Maputsoe Community High School was a hive of activity last week as students from around the industrial town of Maputsoe converged on the institution to make use of the National University of Lesotho’s (NUL) Mobile Digital Library.
The library is a unique initiative by the varsity, in partnership with the United Nations Educational, Scientific and Cultural Organisation (UNESCO), and seeks to make NUL’s Thomas Mofolo Library accessible to every citizen no-matter his or her location.
Thomas Mofolo Library Access Assistant, Kefeletsoe Makepe, on Wednesday told the Sunday Express: “There are many NUL part-time students spread across the country, so we are just bringing the library closer to these learners for them to do their research and borrow books they might need.
“The initiative is also meant to make library services accessible to people in remote areas of the country. Many people and schools in the rural areas of Lesotho do not have access to libraries and are not able to find information they can use to improve their lives.”

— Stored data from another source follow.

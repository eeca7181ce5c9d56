//! Multi-path equilibrium search.
//!
//! Starting from the artificial equilibrium, every label is dropped in turn
//! and the resulting Lemke path followed to its endpoint. Each new endpoint
//! is expanded the same way, except along the label that led to it. The
//! search is a depth-first walk over the graph whose nodes are basic
//! feasible solutions and whose edges are single Lemke paths, with the list
//! of retained solutions doubling as the visited set.
//!
//! For degenerate games this finds every equilibrium *accessible* by
//! chained paths from the origin, which is not necessarily all of them.
//!
//! The walk uses an explicit stack of frames rather than recursion, so an
//! unlimited depth cap cannot overflow the call stack. Frames are expanded
//! in exactly the order the recursive formulation would visit them.

use log::debug;

use crate::lcp::bfs::Bfs;
use crate::lcp::config::{LcpConfig, SolveStats};
use crate::lcp::error::LcpError;
use crate::lcp::scalar::Scalar;
use crate::lcp::tableau::LHTableau;

/// One edge followed by the search.
#[derive(Debug, Clone, Copy, PartialEq, Eq)]
pub struct Expansion {
    /// Label that produced the parent node (0 for the origin).
    pub arriving: usize,
    /// Label dropped to reach the child.
    pub label: usize,
    /// Depth of the child.
    pub depth: usize,
}

/// A node whose children are still being generated.
struct Frame<T> {
    tableau: LHTableau<T>,
    arriving: usize,
    depth: usize,
    next_label: usize,
}

/// Depth- and width-bounded search over Lemke path endpoints.
pub struct LemkeSearch<T> {
    stop_after: usize,
    max_depth: usize,
    solutions: Vec<Bfs<T>>,
    stats: SolveStats,
}

impl<T: Scalar> LemkeSearch<T> {
    /// Create an empty search bounded by `config`'s caps.
    pub fn new(config: &LcpConfig) -> Self {
        Self {
            stop_after: config.stop_after,
            max_depth: config.max_depth,
            solutions: Vec::new(),
            stats: SolveStats::new(),
        }
    }

    /// Record the tableau's current BFS.
    ///
    /// Returns `false` without recording if the solution cap has been
    /// exceeded or an equal BFS is already known.
    pub fn add_bfs(&mut self, tableau: &LHTableau<T>) -> bool {
        let bfs = tableau.get_bfs();

        if self.stop_after > 0 && self.solutions.len() > self.stop_after {
            self.stats.capped += 1;
            return false;
        }
        if self.solutions.contains(&bfs) {
            self.stats.duplicates += 1;
            return false;
        }

        debug!(
            "accepted BFS #{} with basic labels {:?}",
            self.solutions.len() + 1,
            bfs.basic_indices()
        );
        self.solutions.push(bfs);
        true
    }

    /// Classical Lemke-Howson: one path dropping label 1, then record its endpoint.
    pub fn single_path(&mut self, mut root: LHTableau<T>) -> Result<(), LcpError> {
        self.stats.nodes_visited += 1;
        self.stats.pivots += root.lemke_path(root.min_col())?;
        self.add_bfs(&root);
        Ok(())
    }

    /// Explore every endpoint reachable from `root`.
    pub fn run(&mut self, root: LHTableau<T>) -> Result<(), LcpError> {
        self.run_with_callback(root, |_| {})
    }

    /// Explore every endpoint reachable from `root`, reporting each edge.
    ///
    /// `callback` is invoked after each child path has been pivoted and
    /// before the child is entered.
    pub fn run_with_callback<F>(&mut self, root: LHTableau<T>, mut callback: F) -> Result<(), LcpError>
    where
        F: FnMut(&Expansion),
    {
        let mut stack: Vec<Frame<T>> = Vec::new();
        if let Some(frame) = self.enter(root, 0, 0) {
            stack.push(frame);
        }

        while let Some(frame) = stack.last_mut() {
            if frame.next_label > frame.tableau.max_col() || !self.below_cap() {
                stack.pop();
                continue;
            }

            let label = frame.next_label;
            frame.next_label += 1;
            if label == frame.arriving {
                continue;
            }

            let mut child = frame.tableau.clone();
            self.stats.pivots += child.lemke_path(label)?;

            let expansion = Expansion {
                arriving: frame.arriving,
                label,
                depth: frame.depth + 1,
            };
            debug!(
                "depth {}: dropped label {} (arrived via {})",
                expansion.depth, label, expansion.arriving
            );
            callback(&expansion);

            if let Some(next) = self.enter(child, label, expansion.depth) {
                stack.push(next);
            }
        }

        Ok(())
    }

    /// Node entry: depth cap, then dedup/solution cap.
    fn enter(&mut self, tableau: LHTableau<T>, arriving: usize, depth: usize) -> Option<Frame<T>> {
        self.stats.nodes_visited += 1;
        self.stats.max_depth_reached = self.stats.max_depth_reached.max(depth);

        if self.max_depth != 0 && depth > self.max_depth {
            self.stats.depth_cutoffs += 1;
            return None;
        }
        if !self.add_bfs(&tableau) {
            return None;
        }

        Some(Frame {
            next_label: tableau.min_col(),
            tableau,
            arriving,
            depth,
        })
    }

    /// True while children may still be generated.
    ///
    /// The first retained solution is the origin, so it is not counted
    /// against the cap.
    fn below_cap(&self) -> bool {
        self.stop_after == 0 || self.solutions.len().saturating_sub(1) < self.stop_after
    }

    /// Retained solutions, in discovery order.
    pub fn solutions(&self) -> &[Bfs<T>] {
        &self.solutions
    }

    /// Consume the search, returning its solutions and statistics.
    pub fn finish(self) -> (Vec<Bfs<T>>, SolveStats) {
        (self.solutions, self.stats)
    }

    /// Statistics so far.
    pub fn stats(&self) -> &SolveStats {
        &self.stats
    }
}

#[cfg(test)]
mod tests {
    use super::*;
    use crate::lcp::linalg::{Matrix, Vector};

    fn tableau(a: &[Vec<f64>], b: &[Vec<f64>]) -> LHTableau<f64> {
        // Shift payoffs positive the same way the solver does.
        let min = a
            .iter()
            .chain(b.iter())
            .flatten()
            .fold(0.0f64, |m, &v| m.min(v));
        let shift = 1.0 - min;
        let a1 = Matrix::from_rows(
            a.iter()
                .map(|r| r.iter().map(|v| v + shift).collect())
                .collect(),
        )
        .unwrap();
        let a2 = Matrix::from_rows(
            b.iter()
                .map(|r| r.iter().map(|v| v + shift).collect())
                .collect(),
        )
        .unwrap()
        .transpose();
        LHTableau::new(
            &a1,
            &a2,
            &Vector::filled(a1.rows(), 1.0),
            &Vector::filled(a1.cols(), 1.0),
        )
        .unwrap()
    }

    fn battle_of_the_sexes() -> LHTableau<f64> {
        tableau(
            &[vec![2.0, 0.0], vec![0.0, 1.0]],
            &[vec![1.0, 0.0], vec![0.0, 2.0]],
        )
    }

    /// Straight recursive formulation, used as the ordering reference.
    fn recursive(
        stop_after: usize,
        max_depth: usize,
        arriving: usize,
        t: LHTableau<f64>,
        list: &mut Vec<Bfs<f64>>,
        depth: usize,
        trace: &mut Vec<Expansion>,
    ) {
        if max_depth != 0 && depth > max_depth {
            return;
        }
        let bfs = t.get_bfs();
        if (stop_after > 0 && list.len() > stop_after) || list.contains(&bfs) {
            return;
        }
        list.push(bfs);
        let mut i = t.min_col();
        while i <= t.max_col() && (stop_after == 0 || list.len() - 1 < stop_after) {
            if i != arriving {
                let mut child = t.clone();
                child.lemke_path(i).unwrap();
                trace.push(Expansion {
                    arriving,
                    label: i,
                    depth: depth + 1,
                });
                recursive(stop_after, max_depth, i, child, list, depth + 1, trace);
            }
            i += 1;
        }
    }

    #[test]
    fn test_finds_all_battle_of_the_sexes_endpoints() {
        let mut search = LemkeSearch::new(&LcpConfig::default());
        search.run(battle_of_the_sexes()).unwrap();

        // Origin plus three equilibria.
        assert_eq!(search.solutions().len(), 4);
        assert!(search.solutions()[0].is_empty());
        assert!(search.stats().duplicates > 0);
    }

    #[test]
    fn test_no_duplicate_solutions() {
        let mut search = LemkeSearch::new(&LcpConfig::default());
        search.run(battle_of_the_sexes()).unwrap();
        let solutions = search.solutions();
        for i in 0..solutions.len() {
            for j in i + 1..solutions.len() {
                assert_ne!(solutions[i], solutions[j]);
            }
        }
    }

    #[test]
    fn test_never_redrops_arriving_label() {
        let mut expansions = Vec::new();
        let mut search = LemkeSearch::new(&LcpConfig::default());
        search
            .run_with_callback(battle_of_the_sexes(), |e| expansions.push(*e))
            .unwrap();

        assert!(!expansions.is_empty());
        for e in &expansions {
            assert_ne!(e.label, e.arriving);
        }
    }

    #[test]
    fn test_matches_recursive_order() {
        for (stop_after, max_depth) in [(0, 0), (2, 0), (0, 1), (0, 2), (3, 2)] {
            let config = LcpConfig::new()
                .with_stop_after(stop_after)
                .with_max_depth(max_depth);

            let mut trace = Vec::new();
            let mut search = LemkeSearch::new(&config);
            search
                .run_with_callback(battle_of_the_sexes(), |e| trace.push(*e))
                .unwrap();

            let mut expected_trace = Vec::new();
            let mut expected = Vec::new();
            recursive(
                stop_after,
                max_depth,
                0,
                battle_of_the_sexes(),
                &mut expected,
                0,
                &mut expected_trace,
            );

            assert_eq!(trace, expected_trace, "caps ({}, {})", stop_after, max_depth);
            assert_eq!(search.solutions(), expected.as_slice());
        }
    }

    #[test]
    fn test_depth_cap() {
        let config = LcpConfig::new().with_max_depth(1);
        let mut search = LemkeSearch::new(&config);
        search.run(battle_of_the_sexes()).unwrap();
        assert!(search.stats().depth_cutoffs > 0);
        assert!(search.stats().max_depth_reached <= 2);
    }

    #[test]
    fn test_solution_cap() {
        let config = LcpConfig::new().with_stop_after(1);
        let mut search = LemkeSearch::new(&config);
        search.run(battle_of_the_sexes()).unwrap();
        // The origin plus at most one more before expansion stops.
        assert!(search.solutions().len() <= 2);
    }

    #[test]
    fn test_zero_game_terminates() {
        let zeros = vec![vec![0.0; 3]; 3];
        let mut search = LemkeSearch::new(&LcpConfig::default());
        search.run(tableau(&zeros, &zeros)).unwrap();
        assert!(search.solutions().len() >= 2);
    }

    #[test]
    fn test_single_path() {
        let mut search = LemkeSearch::new(&LcpConfig::single());
        search.single_path(battle_of_the_sexes()).unwrap();
        assert_eq!(search.solutions().len(), 1);
        assert_eq!(search.solutions()[0].basic_indices(), vec![1, 3]);
    }
}
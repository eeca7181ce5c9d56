//! Basic feasible solution snapshots.

use rustc_hash::FxHashMap;

use crate::lcp::scalar::Scalar;

/// Values of the strategy variables that are basic in a tableau.
///
/// Indices are pivot labels. Labels that are not defined are non-basic and
/// read as zero. Equality compares the set of basic labels and then each
/// value within [`Scalar::tolerance`], which makes a `Bfs` usable as the
/// visited key of the equilibrium search.
#[derive(Debug, Clone)]
pub struct Bfs<T> {
    values: FxHashMap<usize, T>,
}

impl<T: Scalar> Default for Bfs<T> {
    fn default() -> Self {
        Self::new()
    }
}

impl<T: Scalar> Bfs<T> {
    /// Empty snapshot (nothing basic).
    pub fn new() -> Self {
        Self {
            values: FxHashMap::default(),
        }
    }

    /// Record `value` for basic label `index`.
    pub fn define(&mut self, index: usize, value: T) {
        self.values.insert(index, value);
    }

    /// True if `index` is basic in this snapshot.
    pub fn is_defined(&self, index: usize) -> bool {
        self.values.contains_key(&index)
    }

    /// Value of a basic label.
    pub fn get(&self, index: usize) -> Option<&T> {
        self.values.get(&index)
    }

    /// Value of `index`, zero if non-basic.
    pub fn value(&self, index: usize) -> T {
        self.values.get(&index).cloned().unwrap_or_else(T::zero)
    }

    /// Number of basic labels.
    pub fn len(&self) -> usize {
        self.values.len()
    }

    /// True if no label is basic (the artificial equilibrium).
    pub fn is_empty(&self) -> bool {
        self.values.is_empty()
    }

    /// Basic labels in increasing order.
    pub fn basic_indices(&self) -> Vec<usize> {
        let mut indices: Vec<usize> = self.values.keys().copied().collect();
        indices.sort_unstable();
        indices
    }

    /// Sum of the basic values whose label lies in `range`.
    pub fn sum_over(&self, range: std::ops::RangeInclusive<usize>) -> T {
        range
            .filter_map(|i| self.values.get(&i))
            .fold(T::zero(), |acc, v| acc + v.clone())
    }
}

impl<T: Scalar> PartialEq for Bfs<T> {
    fn eq(&self, other: &Self) -> bool {
        let eps = T::tolerance();
        self.values.len() == other.values.len()
            && self.values.iter().all(|(index, value)| {
                other
                    .values
                    .get(index)
                    .is_some_and(|v| value.approx_eq(v, &eps))
            })
    }
}

#[cfg(test)]
mod tests {
    use super::*;
    use num_bigint::BigInt;
    use num_rational::BigRational;

    fn bfs(entries: &[(usize, f64)]) -> Bfs<f64> {
        let mut b = Bfs::new();
        for &(i, v) in entries {
            b.define(i, v);
        }
        b
    }

    #[test]
    fn test_undefined_reads_zero() {
        let b = bfs(&[(1, 0.5), (3, 2.0)]);
        assert!(b.is_defined(1));
        assert!(!b.is_defined(2));
        assert_eq!(b.value(2), 0.0);
        assert_eq!(b.basic_indices(), vec![1, 3]);
        assert_eq!(b.sum_over(1..=2), 0.5);
    }

    #[test]
    fn test_equality_within_tolerance() {
        let a = bfs(&[(1, 0.5), (3, 2.0)]);
        let b = bfs(&[(3, 2.0 + 1e-12), (1, 0.5)]);
        assert_eq!(a, b);
    }

    #[test]
    fn test_different_basis_not_equal() {
        let a = bfs(&[(1, 0.5), (3, 2.0)]);
        let b = bfs(&[(1, 0.5), (4, 2.0)]);
        let c = bfs(&[(1, 0.5)]);
        assert_ne!(a, b);
        assert_ne!(a, c);
        assert_ne!(c, a);
        assert_eq!(Bfs::<f64>::new(), Bfs::new());
    }

    #[test]
    fn test_rational_equality_is_exact() {
        let mut a = Bfs::new();
        a.define(1, BigRational::new(BigInt::from(1), BigInt::from(3)));
        let mut b = Bfs::new();
        b.define(1, BigRational::new(BigInt::from(2), BigInt::from(6)));
        assert_eq!(a, b);

        let mut c = Bfs::new();
        c.define(1, BigRational::new(BigInt::from(1), BigInt::from(4)));
        assert_ne!(a, c);
    }
}
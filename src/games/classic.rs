//! Reference games with known equilibria.

use num_bigint::BigInt;
use num_rational::BigRational;
use num_traits::Zero;
use rand::Rng;

use super::{Player, StrategicGame};

/// Names accepted by [`by_name`].
pub const NAMES: &[&str] = &[
    "matching-pennies",
    "battle-of-the-sexes",
    "prisoners-dilemma",
    "zero",
    "three-player",
];

/// Matching pennies: unique equilibrium, both players mix 1/2-1/2.
pub fn matching_pennies() -> StrategicGame {
    two_by_two(
        "Matching Pennies",
        ["Heads", "Tails"],
        ["Heads", "Tails"],
        [[1, -1], [-1, 1]],
        [[-1, 1], [1, -1]],
    )
}

/// Battle of the sexes: two pure equilibria and one mixed (2/3, 1/3), (1/3, 2/3).
pub fn battle_of_the_sexes() -> StrategicGame {
    two_by_two(
        "Battle of the Sexes",
        ["Opera", "Football"],
        ["Opera", "Football"],
        [[2, 0], [0, 1]],
        [[1, 0], [0, 2]],
    )
}

/// Prisoner's dilemma: unique equilibrium (Defect, Defect).
pub fn prisoners_dilemma() -> StrategicGame {
    two_by_two(
        "Prisoner's Dilemma",
        ["Cooperate", "Defect"],
        ["Cooperate", "Defect"],
        [[3, 0], [5, 1]],
        [[3, 5], [0, 1]],
    )
}

/// Every payoff zero: maximally degenerate, every profile is an equilibrium.
///
/// # Panics
/// Panics if either dimension is zero.
pub fn zero_game(n1: usize, n2: usize) -> StrategicGame {
    let zeros = vec![vec![0; n2]; n1];
    StrategicGame::bimatrix("Zero", &zeros, &zeros)
        .expect("zero matrices are rectangular")
}

/// Three players with one strategy each and zero payoffs.
pub fn three_player_zero() -> StrategicGame {
    let players = vec![
        Player::numbered("Player 1", 1),
        Player::numbered("Player 2", 1),
        Player::numbered("Player 3", 1),
    ];
    StrategicGame::new("Three Player", players, vec![vec![BigRational::zero(); 3]])
        .expect("one profile with three payoffs")
}

/// Random bimatrix game with integer payoffs in `-10..=10`.
///
/// # Panics
/// Panics if either dimension is zero.
pub fn random_bimatrix<R: Rng>(n1: usize, n2: usize, rng: &mut R) -> StrategicGame {
    let mut draw = || -> Vec<Vec<i64>> {
        (0..n1)
            .map(|_| (0..n2).map(|_| rng.gen_range(-10..=10)).collect())
            .collect()
    };
    let a = draw();
    let b = draw();
    StrategicGame::bimatrix(&format!("Random {}x{}", n1, n2), &a, &b)
        .expect("generated matrices are rectangular")
}

/// Look up a reference game by name.
pub fn by_name(name: &str) -> Option<StrategicGame> {
    match name {
        "matching-pennies" => Some(matching_pennies()),
        "battle-of-the-sexes" => Some(battle_of_the_sexes()),
        "prisoners-dilemma" => Some(prisoners_dilemma()),
        "zero" => Some(zero_game(2, 2)),
        "three-player" => Some(three_player_zero()),
        _ => None,
    }
}

fn two_by_two(
    title: &str,
    row: [&str; 2],
    col: [&str; 2],
    a: [[i64; 2]; 2],
    b: [[i64; 2]; 2],
) -> StrategicGame {
    let payoffs = (0..2)
        .flat_map(|i| (0..2).map(move |j| vec![int(a[i][j]), int(b[i][j])]))
        .collect();
    StrategicGame::new(
        title,
        vec![Player::new("Row", &row), Player::new("Column", &col)],
        payoffs,
    )
    .expect("2x2 payoff table matches its players")
}

/// Integer payoff helper for tests and benches.
pub fn int(value: i64) -> BigRational {
    BigRational::from_integer(BigInt::from(value))
}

Ms Makepe noted in addition to books and newspapers, the library also had Wi-Fi facilities to enable the students to download information they might need for their studies from the internet. The library is expected to be taken to all districts of the country to ensure everyone benefits, Ms Makepe added.
“We are living in the age of information technology, and such devices are useful in keeping our people informed,” she said.
According to Ms Makepe, the mobile library had since been taken to Teyateyaneng, Kolonyama, Peka and Maputsoe on its current tour, and stays for a week before proceeding to the next destination.
At each of these stops, students and nearby communities get normal library services from the mobile “container” which houses the library.
“People are allowed to borrow books and use them here on site. Nobody is allowed to take the books home because we cannot guarantee their safety,” Ms Makepe said.
On Wi-Fi, Ms Makepe said the facility is provided free of charge.
“Internet has made learning easier and more fun the world over, including Lesotho. We provide it free of charge so that the students can Google and download whatever study material they might need,” Ms Makepe said.
During its stay at Maputsoe Community High School, the mobile library was visited by students from various high schools in Maputsoe. One of those students was Litšitso Khetsi of Maputsoe English Medium, who had nothing but praise for the initiative.
“I have managed to find great books and resources that are relevant to my schoolwork,” Khetsi said. “For instance, I always struggled to get around our set-book, Julius Caesar, but the notes I found in this library have been very useful to me,” she said while showing off a copy of Hamlet, which she said was one of her favourite works by English writer, William Shakespeare.
Another student, Palesa Matjeka of St Boniface High School, told the Sunday Express that she enjoyed surfing the internet to find information on chemistry and physics. “I came here looking for some information on the chemistry of water, and I was able to find what I was looking for,” Matjeka said.
The 17-year-old further noted she was able to download crucial material on some physics themes.
“I am glad I came here. It is not always easy to access this kind of information, which is why I am extremely happy the university came up with this mobile library strategy,” Matjeka added.
Meanwhile, Wi-Fi access was the most popular service for the students as they could be seen huddled over their smartphones and laptops browsing the internet.
One of the students, Likeleli Molaoli of St Boniface High School, described the net as the easiest way to find information.
“I managed to get a lot of information about the alleviation of poverty in Lesotho, just from my mobile phone, can you imagine!” she said.
One of the teachers who was also on site on Wednesday, Tšeliso Makofo, said the library was particularly important because it did not only give students the opportunity to interact but also provided them with a unique learning experience.
“Some of these students do not have libraries in their schools so coming here gives them a better understanding of how to use a library and interact with their peers. It is actually a once-in-a-lifetime opportunity,” he said.
“In the long run, this will instil a culture of reading among young people, and it is only when the youths have this passion for reading that they can make better and informed decisions about their lives,” Mr Makofo said.